The CFR is derived from the number of deaths divided by the number infected. For one, it does not take into account the excess number of deaths that WOULD HAVE OCCURRED even if the virus had been absent. Therefore the CFR overestimates to varying degrees, the overall impact on the population, depending upon the subgroup suffering an increased number of deaths.
What is not generally appreciated, difficult to calculate, but most important to grasp is the Mortality Rate. At the very base, a segment of the population is simply immune to infection. In HIV, certain people have CCR5 mutations. For all we know, certain people have ACE2 mutations in their lungs, not allowing the coronavirus to attach to lung cells.
At the next tier, not everyone in the community exhibits behaviors which places or placed them at risk. Many are familiar with risky HIV behavior. In contradistinction, those who work in the engine room of the Diamond Princess might not dine or bunk with the other crew members.
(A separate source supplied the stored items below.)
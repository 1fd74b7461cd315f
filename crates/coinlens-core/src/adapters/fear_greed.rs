use std::sync::Arc;

use futures::future::BoxFuture;
use serde::Deserialize;
use time::OffsetDateTime;

use crate::adapters::{fetch_json, trim_base_url, NumberOrString};
use crate::data_source::SentimentSource;
use crate::http_client::{HttpClient, HttpRequest, DEFAULT_TIMEOUT_MS};
use crate::{AggregatorError, ProviderId, SentimentClass, SentimentReading};

pub const DEFAULT_BASE_URL: &str = "https://api.alternative.me";

/// Alternative.me Fear & Greed Index adapter. The endpoint is keyless.
#[derive(Clone)]
pub struct FearGreedAdapter {
    http_client: Arc<dyn HttpClient>,
    base_url: String,
    timeout_ms: u64,
}

impl FearGreedAdapter {
    pub fn new(http_client: Arc<dyn HttpClient>) -> Self {
        Self {
            http_client,
            base_url: String::from(DEFAULT_BASE_URL),
            timeout_ms: DEFAULT_TIMEOUT_MS,
        }
    }

    pub fn with_base_url(mut self, base_url: impl Into<String>) -> Self {
        self.base_url = trim_base_url(base_url);
        self
    }

    pub fn with_timeout_ms(mut self, timeout_ms: u64) -> Self {
        self.timeout_ms = timeout_ms;
        self
    }

    async fn fetch_current(&self) -> Result<SentimentReading, AggregatorError> {
        let request = HttpRequest::get(format!("{}/fng/", self.base_url))
            .with_query("limit", "1")
            .with_timeout_ms(self.timeout_ms);

        let payload: FearGreedResponse = fetch_json(
            self.http_client.as_ref(),
            ProviderId::AlternativeMe,
            request,
            None,
        )
        .await?;
        normalize_reading(payload)
    }
}

impl SentimentSource for FearGreedAdapter {
    fn id(&self) -> ProviderId {
        ProviderId::AlternativeMe
    }

    fn current<'a>(&'a self) -> BoxFuture<'a, Result<SentimentReading, AggregatorError>> {
        Box::pin(self.fetch_current())
    }
}

#[derive(Debug, Clone, Deserialize)]
struct FearGreedResponse {
    #[serde(default)]
    data: Vec<FearGreedEntry>,
    #[serde(default)]
    metadata: Option<FearGreedMetadata>,
}

#[derive(Debug, Clone, Deserialize)]
struct FearGreedEntry {
    value: NumberOrString,
    #[serde(default)]
    value_classification: Option<String>,
    #[serde(default)]
    timestamp: Option<NumberOrString>,
}

#[derive(Debug, Clone, Deserialize)]
struct FearGreedMetadata {
    #[serde(default)]
    error: Option<String>,
}

fn normalize_reading(payload: FearGreedResponse) -> Result<SentimentReading, AggregatorError> {
    if let Some(error) = payload.metadata.and_then(|metadata| metadata.error) {
        return Err(AggregatorError::upstream(format!(
            "alternative.me reported error: {error}"
        )));
    }

    let entry = payload
        .data
        .into_iter()
        .next()
        .ok_or_else(|| AggregatorError::not_found("alternative.me returned no readings"))?;

    let value = entry.value.as_i64().ok_or_else(|| {
        AggregatorError::upstream(format!(
            "alternative.me index value is not numeric: {:?}",
            entry.value
        ))
    })?;

    let classification = entry
        .value_classification
        .as_deref()
        .and_then(SentimentClass::from_label);
    let timestamp = entry
        .timestamp
        .as_ref()
        .and_then(NumberOrString::as_i64)
        .and_then(|seconds| OffsetDateTime::from_unix_timestamp(seconds).ok());

    SentimentReading::new(value, classification, timestamp)
        .map_err(|error| AggregatorError::upstream(format!("alternative.me {error}")))
}
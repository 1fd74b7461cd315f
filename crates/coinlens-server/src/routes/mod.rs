//! HTTP routes.
//!
//! | Route | Handler |
//! |-------|---------|
//! | `GET /health` | liveness |
//! | `GET /api/price/:symbol` | [`market::price`] |
//! | `GET /api/history/:symbol` | [`market::history`] |
//! | `GET /api/bitcoin-yearly` | [`market::bitcoin_yearly`] |
//! | `GET /api/yearly/:symbol` | [`market::yearly`] |
//! | `GET /api/change/:symbol` | [`market::change`] |
//! | `GET /api/snapshot` | [`market::snapshot`] |
//! | `GET /api/news` | [`insights::news`] |
//! | `GET /api/sentiment` | [`insights::sentiment`] |

pub mod insights;
pub mod market;

use std::sync::Arc;

use axum::extract::State;
use axum::routing::get;
use axum::Router;
use coinlens_core::{Aggregator, ProviderId};
use serde::Serialize;
use tower_http::cors::CorsLayer;
use tower_http::trace::TraceLayer;

use crate::envelope::ApiEnvelope;

/// Builds the application router around a shared aggregator.
pub fn router(aggregator: Aggregator) -> Router {
    Router::new()
        .route("/health", get(health))
        .route("/api/price/:symbol", get(market::price))
        .route("/api/history/:symbol", get(market::history))
        .route("/api/bitcoin-yearly", get(market::bitcoin_yearly))
        .route("/api/yearly/:symbol", get(market::yearly))
        .route("/api/change/:symbol", get(market::change))
        .route("/api/snapshot", get(market::snapshot))
        .route("/api/news", get(insights::news))
        .route("/api/sentiment", get(insights::sentiment))
        .layer(TraceLayer::new_for_http())
        .layer(CorsLayer::permissive())
        .with_state(Arc::new(aggregator))
}

#[derive(Debug, Clone, Serialize)]
#[serde(rename_all = "camelCase")]
pub struct Health {
    pub status: &'static str,
    pub price_provider: ProviderId,
}

async fn health(State(aggregator): State<Arc<Aggregator>>) -> ApiEnvelope<Health> {
    ApiEnvelope::success(Health {
        status: "ok",
        price_provider: aggregator.price_provider(),
    })
}

#[cfg(test)]
mod tests {
    use std::future::Future;
    use std::pin::Pin;

    use axum::body::Body;
    use axum::http::{header, Request, StatusCode};
    use coinlens_core::{
        AggregatorConfig, CalendarDay, HttpClient, HttpError, HttpRequest, HttpResponse,
        UpstreamEndpoints,
    };
    use serde_json::{json, Value};
    use tower::ServiceExt;

    use super::*;

    /// Answers the first route whose pattern appears in the request URL.
    struct StubHttpClient {
        routes: Vec<(&'static str, Result<HttpResponse, HttpError>)>,
    }

    impl StubHttpClient {
        fn new() -> Self {
            Self { routes: Vec::new() }
        }

        fn json(mut self, pattern: &'static str, body: &str) -> Self {
            self.routes.push((pattern, Ok(HttpResponse::ok_json(body))));
            self
        }

        fn respond(
            mut self,
            pattern: &'static str,
            response: Result<HttpResponse, HttpError>,
        ) -> Self {
            self.routes.push((pattern, response));
            self
        }
    }

    impl HttpClient for StubHttpClient {
        fn execute<'a>(
            &'a self,
            request: HttpRequest,
        ) -> Pin<Box<dyn Future<Output = Result<HttpResponse, HttpError>> + Send + 'a>> {
            let response = self
                .routes
                .iter()
                .find(|(pattern, _)| request.url.contains(pattern))
                .map(|(_, response)| response.clone())
                .unwrap_or_else(|| Ok(HttpResponse::with_status(404, "")));
            Box::pin(async move { response })
        }
    }

    fn fixed_today() -> CalendarDay {
        CalendarDay::parse("2025-03-10").expect("valid day")
    }

    fn app(client: StubHttpClient) -> Router {
        let endpoints = UpstreamEndpoints {
            coinapi: String::from("https://coinapi.test"),
            coinmarketcap: String::from("https://cmc.test"),
            newsapi: String::from("https://news.test"),
            alternative_me: String::from("https://fng.test"),
        };
        let config = AggregatorConfig::new("coin", "news").with_endpoints(endpoints);
        let aggregator = Aggregator::from_config(config, Arc::new(client))
            .expect("valid config")
            .with_clock(fixed_today);
        router(aggregator)
    }

    async fn get_json(app: Router, uri: &str) -> (StatusCode, Value) {
        let response = app
            .oneshot(Request::builder().uri(uri).body(Body::empty()).expect("request"))
            .await
            .expect("router responds");
        let status = response.status();
        let bytes = axum::body::to_bytes(response.into_body(), usize::MAX)
            .await
            .expect("body");
        let body = serde_json::from_slice(&bytes).expect("json body");
        (status, body)
    }

    #[tokio::test]
    async fn health_reports_price_provider() {
        let (status, body) = get_json(app(StubHttpClient::new()), "/health").await;
        assert_eq!(status, StatusCode::OK);
        assert_eq!(
            body,
            json!({"success": true, "data": {"status": "ok", "priceProvider": "coinapi"}})
        );
    }

    #[tokio::test]
    async fn change_route_rounds_at_the_boundary() {
        let client = StubHttpClient::new()
            .json(
                "/v1/exchangerate/BTC/USD/history",
                r#"[{"time_period_start":"2025-03-09T00:00:00.0000000Z","rate_close":64350.0}]"#,
            )
            .json("/v1/exchangerate/BTC/USD", r#"{"rate":65000.0}"#);

        let (status, body) = get_json(app(client), "/api/change/btc").await;
        assert_eq!(status, StatusCode::OK);
        assert_eq!(
            body,
            json!({
                "success": true,
                "data": {
                    "currentValue": "65000.00",
                    "referenceValue": "64350.00",
                    "absoluteChange": "650.00",
                    "percentChange": "1.01",
                    "referenceDate": "2025-03-09"
                }
            })
        );
    }

    #[tokio::test]
    async fn empty_history_is_404_no_data_found() {
        let client = StubHttpClient::new().json("/history", "[]");

        let (status, body) = get_json(app(client), "/api/yearly/BTC").await;
        assert_eq!(status, StatusCode::NOT_FOUND);
        assert_eq!(body, json!({"success": false, "error": "No data found"}));
    }

    #[tokio::test]
    async fn transport_failure_is_500_without_detail() {
        let client = StubHttpClient::new().respond(
            "/v1/exchangerate/BTC/USD",
            Err(HttpError::new("connection refused")),
        );

        let (status, body) = get_json(app(client), "/api/price/BTC").await;
        assert_eq!(status, StatusCode::INTERNAL_SERVER_ERROR);
        assert_eq!(body, json!({"success": false, "error": "Failed to fetch data"}));
    }

    #[tokio::test]
    async fn upstream_429_is_passed_through() {
        let client = StubHttpClient::new()
            .respond("fng.test", Ok(HttpResponse::with_status(429, "slow down")));

        let (status, body) = get_json(app(client), "/api/sentiment").await;
        assert_eq!(status, StatusCode::TOO_MANY_REQUESTS);
        assert_eq!(body, json!({"success": false, "error": "Rate limit exceeded"}));
    }

    #[tokio::test]
    async fn invalid_symbol_is_400_with_reason() {
        let (status, body) = get_json(app(StubHttpClient::new()), "/api/price/B!TC").await;
        assert_eq!(status, StatusCode::BAD_REQUEST);
        assert_eq!(body["success"], json!(false));
        assert!(body["error"]
            .as_str()
            .is_some_and(|message| message.contains("invalid character")));
    }

    #[tokio::test]
    async fn snapshot_defaults_and_fails_as_a_whole() {
        let client = StubHttpClient::new()
            .json("/BTC/USD", r#"{"rate":65000.0}"#)
            .json("/ETH/USD", r#"{"rate":null}"#)
            .json("/XRP/USD", r#"{"rate":0.5234}"#);

        let (status, body) = get_json(app(client), "/api/snapshot").await;
        assert_eq!(status, StatusCode::NOT_FOUND);
        assert_eq!(body, json!({"success": false, "error": "No data found"}));

        let client = StubHttpClient::new()
            .json("/BTC/USD", r#"{"rate":65000.0}"#)
            .json("/XRP/USD", r#"{"rate":0.5234}"#);
        let (status, body) = get_json(app(client), "/api/snapshot?symbols=XRP,BTC").await;
        assert_eq!(status, StatusCode::OK);
        assert_eq!(
            body,
            json!({"success": true, "data": {"XRP": "0.52", "BTC": "65000.00"}})
        );
    }

    #[tokio::test]
    async fn history_rejects_unknown_granularity() {
        let (status, body) = get_json(
            app(StubHttpClient::new()),
            "/api/history/BTC?granularity=5MIN",
        )
        .await;
        assert_eq!(status, StatusCode::BAD_REQUEST);
        assert_eq!(body["success"], json!(false));
    }

    #[tokio::test]
    async fn responses_allow_any_origin() {
        let response = app(StubHttpClient::new())
            .oneshot(
                Request::builder()
                    .uri("/health")
                    .header(header::ORIGIN, "https://dashboard.test")
                    .body(Body::empty())
                    .expect("request"),
            )
            .await
            .expect("router responds");

        assert_eq!(
            response
                .headers()
                .get(header::ACCESS_CONTROL_ALLOW_ORIGIN)
                .and_then(|value| value.to_str().ok()),
            Some("*")
        );
    }
}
Everyone else is at risk of exposure to the virus. (Howard Hughes tried to be in this group during his last year of life.)
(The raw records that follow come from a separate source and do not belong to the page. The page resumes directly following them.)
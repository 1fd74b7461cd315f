use std::fmt::{Display, Formatter};
use std::str::FromStr;

use serde::{Deserialize, Serialize};

use crate::ValidationError;

/// Time bucket size for historical series. Points carry a calendar day, so
/// nothing finer than a day is offered.
#[derive(Debug, Clone, Copy, Default, PartialEq, Eq, Hash, Serialize, Deserialize)]
pub enum Granularity {
    #[default]
    #[serde(rename = "1DAY")]
    OneDay,
    #[serde(rename = "7DAY")]
    OneWeek,
    #[serde(rename = "1MTH")]
    OneMonth,
}

impl Granularity {
    /// CoinAPI `period_id` spelling.
    pub const fn as_str(self) -> &'static str {
        match self {
            Self::OneDay => "1DAY",
            Self::OneWeek => "7DAY",
            Self::OneMonth => "1MTH",
        }
    }
}

impl Display for Granularity {
    fn fmt(&self, f: &mut Formatter<'_>) -> std::fmt::Result {
        f.write_str(self.as_str())
    }
}

impl FromStr for Granularity {
    type Err = ValidationError;

    fn from_str(value: &str) -> Result<Self, Self::Err> {
        match value.trim().to_ascii_uppercase().as_str() {
            "1DAY" | "1D" => Ok(Self::OneDay),
            "7DAY" | "1W" => Ok(Self::OneWeek),
            "1MTH" | "1MO" => Ok(Self::OneMonth),
            other => Err(ValidationError::InvalidGranularity {
                value: other.to_owned(),
            }),
        }
    }
}
//! Current-versus-reference change computation.

use rust_decimal::Decimal;
use serde::{Deserialize, Serialize};

use crate::domain::money;
use crate::{AggregatorError, CalendarDay};

/// Difference between a current reading and a historical reference.
///
/// Fields keep full precision; rounding to two places happens only when the
/// value is serialized.
#[derive(Debug, Clone, PartialEq, Eq, Serialize, Deserialize)]
#[serde(rename_all = "camelCase")]
pub struct ChangeResult {
    #[serde(serialize_with = "money::serialize")]
    pub current_value: Decimal,
    #[serde(serialize_with = "money::serialize")]
    pub reference_value: Decimal,
    #[serde(serialize_with = "money::serialize")]
    pub absolute_change: Decimal,
    #[serde(serialize_with = "money::serialize")]
    pub percent_change: Decimal,
    #[serde(default, skip_serializing_if = "Option::is_none")]
    pub reference_date: Option<CalendarDay>,
}

impl ChangeResult {
    /// Computes `current - reference` and its percentage of `reference`.
    ///
    /// A missing or zero value on either side is `IncompleteData`.
    pub fn compute(
        current: Option<Decimal>,
        reference: Option<Decimal>,
    ) -> Result<Self, AggregatorError> {
        let current = current
            .filter(|value| !value.is_zero())
            .ok_or_else(|| AggregatorError::incomplete_data("current value is missing or zero"))?;
        let reference = reference.filter(|value| !value.is_zero()).ok_or_else(|| {
            AggregatorError::incomplete_data("reference value is missing or zero")
        })?;

        let absolute_change = current - reference;
        let percent_change = absolute_change
            .checked_div(reference)
            .and_then(|ratio| ratio.checked_mul(Decimal::ONE_HUNDRED))
            .ok_or_else(|| AggregatorError::incomplete_data("percent change overflowed"))?;

        Ok(Self {
            current_value: current,
            reference_value: reference,
            absolute_change,
            percent_change,
            reference_date: None,
        })
    }

    pub fn with_reference_date(mut self, date: CalendarDay) -> Self {
        self.reference_date = Some(date);
        self
    }

    pub fn percent_change_display(&self) -> Decimal {
        money::round_display(self.percent_change)
    }

    pub fn absolute_change_display(&self) -> Decimal {
        money::round_display(self.absolute_change)
    }
}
Still not figuring into the CFR formula are those who are exposed to the virus, but avoid infection because of excellent hygiene. Perhaps they keep a 4–6 feet distance from others. Maybe they don’t linger in small confined spaces. More proactively, maybe they regularly wash their hands with soap and water. They never touch their eyes or nose with their fingers.
The size of these lower, unaccounted for tiers dwarfs those stacked above them. Most importantly, they differ significantly across different societies and countries. For those of you who have lived in China, you know that soap in public bathrooms is near non-existent, whereas smoking and spitting in public is ubiquitous. These customs make the same airborne disease, such as tuberculosis rampant. In developed countries, by contrast, TB is confined to very small, known subgroups.
For those of you citing coronavirus’ 10X lethality compared to influenza, please add these lower base tiers to your mental calculations of risk. Many more are exposed or at risk but do not get counted in CFR. Mortality Rate matters more than CFR to a population. The Diamond Princess debacle/experiment gave us excellent data in this regard (Base 3700, Test positive 696, Critically ill 32, Deaths 6; implied morality rate of 0.16%) China and Chinese do not have the same living conditions, personal habits, or hygiene. Not only did these factors give rise to coronavirus, but accelerated its explosive spread. We should take comfort when applying the cool, considered logic to epidemiology.